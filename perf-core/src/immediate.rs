//! ``src/immediate.rs``
//! ============================================================================
//! # Deferred task queue of the host's execution context
//!
//! Work scheduled from a context that must not call back into the host
//! (collector hooks run mid-allocation) is handed off through a channel and
//! run later, in FIFO order, on the host's own context.
//!
//! Each task carries a [`CallbackFlags`] hint. An unreferenced task never
//! keeps the host loop alive on its own: [`ImmediateQueue::has_ref`] only
//! counts referenced tasks.

use std::sync::{
    Arc,
    atomic::{AtomicUsize, Ordering},
};

use crossbeam::channel::{Receiver, Sender, unbounded};
use tokio::{runtime::Handle, sync::Notify};
use tokio_util::sync::CancellationToken;
use tracing::{debug, trace};

/// Whether a scheduled task should keep the host loop alive.
#[derive(Debug, Clone, Copy, PartialEq, Eq)]
pub enum CallbackFlags {
    Refed,
    Unrefed,
}

type Task = Box<dyn FnOnce() + Send>;

struct Immediate {
    task: Task,
    flags: CallbackFlags,
}

pub struct ImmediateQueue {
    tx: Sender<Immediate>,
    rx: Receiver<Immediate>,
    refed: AtomicUsize,
    notify: Notify,
}

impl ImmediateQueue {
    pub fn new() -> Self {
        let (tx, rx) = unbounded();
        Self {
            tx,
            rx,
            refed: AtomicUsize::new(0),
            notify: Notify::new(),
        }
    }

    /// Queue `task`; never runs it inline. Safe to call from any thread.
    pub fn set_immediate<F>(&self, task: F, flags: CallbackFlags)
    where
        F: FnOnce() + Send + 'static,
    {
        if flags == CallbackFlags::Refed {
            self.refed.fetch_add(1, Ordering::Relaxed);
        }

        // The receiver lives in `self`, so the channel cannot be disconnected.
        let _ = self.tx.send(Immediate {
            task: Box::new(task),
            flags,
        });
        self.notify.notify_one();
    }

    /// Run every task queued so far, oldest first. Returns how many ran.
    ///
    /// Tasks scheduled while draining run in this same pass.
    pub fn run_immediates(&self) -> usize {
        let mut ran = 0;
        while let Ok(immediate) = self.rx.try_recv() {
            if immediate.flags == CallbackFlags::Refed {
                self.refed.fetch_sub(1, Ordering::Relaxed);
            }
            (immediate.task)();
            ran += 1;
        }
        if ran > 0 {
            trace!(ran, "drained immediate queue");
        }
        ran
    }

    pub fn len(&self) -> usize {
        self.rx.len()
    }

    pub fn is_empty(&self) -> bool {
        self.rx.is_empty()
    }

    /// True while a referenced task is pending.
    pub fn has_ref(&self) -> bool {
        self.refed.load(Ordering::Relaxed) > 0
    }

    /// Drain the queue on a tokio runtime whenever tasks arrive.
    ///
    /// The returned token stops the pump; tasks still pending are left for
    /// the next manual [`Self::run_immediates`].
    pub fn spawn_pump(self: &Arc<Self>, runtime: &Handle) -> CancellationToken {
        let token = CancellationToken::new();
        let child = token.clone();
        let queue = Arc::clone(self);

        runtime.spawn(async move {
            loop {
                tokio::select! {
                    _ = child.cancelled() => break,
                    _ = queue.notify.notified() => {
                        queue.run_immediates();
                    }
                }
            }
            debug!("immediate queue pump stopped");
        });

        token
    }
}

impl Default for ImmediateQueue {
    fn default() -> Self {
        Self::new()
    }
}

impl std::fmt::Debug for ImmediateQueue {
    fn fmt(&self, f: &mut std::fmt::Formatter<'_>) -> std::fmt::Result {
        f.debug_struct("ImmediateQueue")
            .field("pending", &self.len())
            .field("refed", &self.refed.load(Ordering::Relaxed))
            .finish()
    }
}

:::::

**Goal of the exercise:**
The records above need to be retyped exactly.

**Answer space:**
filename perf-core/src/immediate.rs
//! ``src/immediate.rs``
//! ============================================================================
//! # Deferred task queue of the host's execution context
//!
//! Work scheduled from a context that must not call back into the host
//! (collector hooks run mid-allocation) is handed off through a channel and
//! run later, in FIFO order, on the host's own context.
//!
//! Each task carries a [`CallbackFlags`] hint. An unreferenced task never
//! keeps the host loop alive on its own: [`ImmediateQueue::has_ref`] only
//! counts referenced tasks.

use std::sync::{
    Arc,
    atomic::{AtomicUsize, Ordering},
};

use crossbeam::channel::{Receiver, Sender, unbounded};
use tokio::{runtime::Handle, sync::Notify};
use tokio_util::sync::CancellationToken;
use tracing::{debug, trace};

/// Whether a scheduled task should keep the host loop alive.
#[derive(Debug, Clone, Copy, PartialEq, Eq)]
pub enum CallbackFlags {
    Refed,
    Unrefed,
}

type Task = Box<dyn FnOnce() + Send>;

struct Immediate {
    task: Task,
    flags: CallbackFlags,
}

pub struct ImmediateQueue {
    tx: Sender<Immediate>,
    rx: Receiver<Immediate>,
    refed: AtomicUsize,
    notify: Notify,
}

impl ImmediateQueue {
    pub fn new() -> Self {
        let (tx, rx) = unbounded();
        Self {
            tx,
            rx,
            refed: AtomicUsize::new(0),
            notify: Notify::new(),
        }
    }

    /// Queue `task`; never runs it inline. Safe to call from any thread.
    pub fn set_immediate<F>(&self, task: F, flags: CallbackFlags)
    where
        F: FnOnce() + Send + 'static,
    {
        if flags == CallbackFlags::Refed {
            self.refed.fetch_add(1, Ordering::Relaxed);
        }

        // The receiver lives in `self`, so the channel cannot be disconnected.
        let _ = self.tx.send(Immediate {
            task: Box::new(task),
            flags,
        });
        self.notify.notify_one();
    }

    /// Run every task queued so far, oldest first. Returns how many ran.
    ///
    /// Tasks scheduled while draining run in this same pass.
    pub fn run_immediates(&self) -> usize {
        let mut ran = 0;
        while let Ok(immediate) = self.rx.try_recv() {
            if immediate.flags == CallbackFlags::Refed {
                self.refed.fetch_sub(1, Ordering::Relaxed);
            }
            (immediate.task)();
            ran += 1;
        }
        if ran > 0 {
            trace!(ran, "drained immediate queue");
        }
        ran
    }

    pub fn len(&self) -> usize {
        self.rx.len()
    }

    pub fn is_empty(&self) -> bool {
        self.rx.is_empty()
    }

    /// True while a referenced task is pending.
    pub fn has_ref(&self) -> bool {
        self.refed.load(Ordering::Relaxed) > 0
    }

    /// Drain the queue on a tokio runtime whenever tasks arrive.
    ///
    /// The returned token stops the pump; tasks still pending are left for
    /// the next manual [`Self::run_immediates`].
    pub fn spawn_pump(self: &Arc<Self>, runtime: &Handle) -> CancellationToken {
        let token = CancellationToken::new();
        let child = token.clone();
        let queue = Arc::clone(self);

        runtime.spawn(async move {
            loop {
                tokio::select! {
                    _ = child.cancelled() => break,
                    _ = queue.notify.notified() => {
                        queue.run_immediates();
                    }
                }
            }
            debug!("immediate queue pump stopped");
        });

        token
    }
}

impl Default for ImmediateQueue {
    fn default() -> Self {
        Self::new()
    }
}

impl std::fmt::Debug for ImmediateQueue {
    fn fmt(&self, f: &mut std::fmt::Formatter<'_>) -> std::fmt::Result {
        f.debug_struct("ImmediateQueue")
            .field("pending", &self.len())
            .field("refed", &self.refed.load(Ordering::Relaxed))
            .finish()
    }
}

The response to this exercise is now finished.